TASK ▸
Please copy the leading lines of the entries below exactly, concluding with the line in which "use crate::cash_flow::CashFlowConfig;" occurs.

RECORDS ▸
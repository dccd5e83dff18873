//! Top-level configuration and file loading.

use std::path::Path;

use serde::{Deserialize, Serialize};

use passthru_analytics::{PricingEngine, SpreadSolver};

use crate::cash_flow::CashFlowConfig;
use crate::error::{ConfigError, ConfigResult, Validate, ValidationError};
use crate::pricing::PricingConfig;
use crate::solver::SolverSettings;

/// Every convention the library exposes, grouped by section.
///
/// Missing sections and fields fall back to their defaults, so an empty
/// document is a valid configuration:
///
/// ```toml
/// [cash_flow]
/// pay_delay = "origination_offset"
///
/// [solver]
/// max_iterations = 200
/// ```
#[derive(Debug, Clone, Copy, Default, PartialEq, Serialize, Deserialize)]
pub struct PassthruConfig {
    /// Amortization conventions.
    #[serde(default)]
    pub cash_flow: CashFlowConfig,

    /// Pricing conventions.
    #[serde(default)]
    pub pricing: PricingConfig,

    /// Spread solver settings.
    #[serde(default)]
    pub solver: SolverSettings,
}

/// Recognized configuration file formats.
#[derive(Debug, Clone, Copy, PartialEq, Eq)]
pub enum ConfigFormat {
    /// TOML document.
    Toml,
    /// JSON document.
    Json,
}

impl ConfigFormat {
    /// Picks a format from a file extension.
    ///
    /// # Errors
    ///
    /// Returns `ConfigError::UnsupportedFormat` for anything other than
    /// `toml` or `json`.
    pub fn from_path(path: &Path) -> ConfigResult<Self> {
        let extension = path
            .extension()
            .and_then(|ext| ext.to_str())
            .map(str::to_ascii_lowercase)
            .unwrap_or_default();

        match extension.as_str() {
            "toml" => Ok(Self::Toml),
            "json" => Ok(Self::Json),
            _ => Err(ConfigError::unsupported_format(extension)),
        }
    }
}

impl PassthruConfig {
    /// Parses and validates a TOML document.
    ///
    /// # Errors
    ///
    /// Returns a parse error or `ConfigError::Validation`.
    pub fn from_toml_str(s: &str) -> ConfigResult<Self> {
        let config: Self = toml::from_str(s)?;
        config.validate_or_err()?;
        Ok(config)
    }

    /// Parses and validates a JSON document.
    ///
    /// # Errors
    ///
    /// Returns a parse error or `ConfigError::Validation`.
    pub fn from_json_str(s: &str) -> ConfigResult<Self> {
        let config: Self = serde_json::from_str(s)?;
        config.validate_or_err()?;
        Ok(config)
    }

    /// Reads a configuration file, choosing the format by extension.
    ///
    /// # Errors
    ///
    /// Returns `ConfigError::Io` if the file cannot be read, plus any error
    /// from [`ConfigFormat::from_path`] or the parser.
    pub fn from_path(path: impl AsRef<Path>) -> ConfigResult<Self> {
        let path = path.as_ref();
        let format = ConfigFormat::from_path(path)?;
        let content = std::fs::read_to_string(path).map_err(|source| ConfigError::Io {
            path: path.display().to_string(),
            source,
        })?;

        log::debug!("loading {:?} config from {}", format, path.display());

        match format {
            ConfigFormat::Toml => Self::from_toml_str(&content),
            ConfigFormat::Json => Self::from_json_str(&content),
        }
    }

    /// Serializes to TOML.
    ///
    /// # Errors
    ///
    /// Returns `ConfigError::TomlSerialization` if a value has no TOML form.
    pub fn to_toml_string(&self) -> ConfigResult<String> {
        Ok(toml::to_string_pretty(self)?)
    }

    /// Serializes to pretty-printed JSON.
    ///
    /// # Errors
    ///
    /// Returns `ConfigError::Serialization` on failure.
    pub fn to_json_string(&self) -> ConfigResult<String> {
        Ok(serde_json::to_string_pretty(self)?)
    }

    /// A pricing engine using these conventions.
    #[must_use]
    pub fn pricing_engine(&self) -> PricingEngine {
        PricingEngine::with_conventions(self.pricing.conventions())
    }

    /// A spread solver using these conventions and settings.
    #[must_use]
    pub fn spread_solver(&self) -> SpreadSolver {
        SpreadSolver::new()
            .with_engine(self.pricing_engine())
            .with_config(self.solver.to_solver_config())
    }
}

impl Validate for PassthruConfig {
    fn validate(&self) -> Vec<ValidationError> {
        let sections = [
            ("cash_flow", self.cash_flow.validate()),
            ("pricing", self.pricing.validate()),
            ("solver", self.solver.validate()),
        ];

        sections
            .into_iter()
            .flat_map(|(section, errors)| {
                errors.into_iter().map(move |e| {
                    ValidationError::new(format!("{section}.{}", e.field), e.message)
                })
            })
            .collect()
    }
}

ANSWER TO THIS EXERCISE ▸
repository dccd5e83dff18873
//! Top-level configuration and file loading.

use std::path::Path;

use serde::{Deserialize, Serialize};

use passthru_analytics::{PricingEngine, SpreadSolver};

use crate::cash_flow::CashFlowConfig;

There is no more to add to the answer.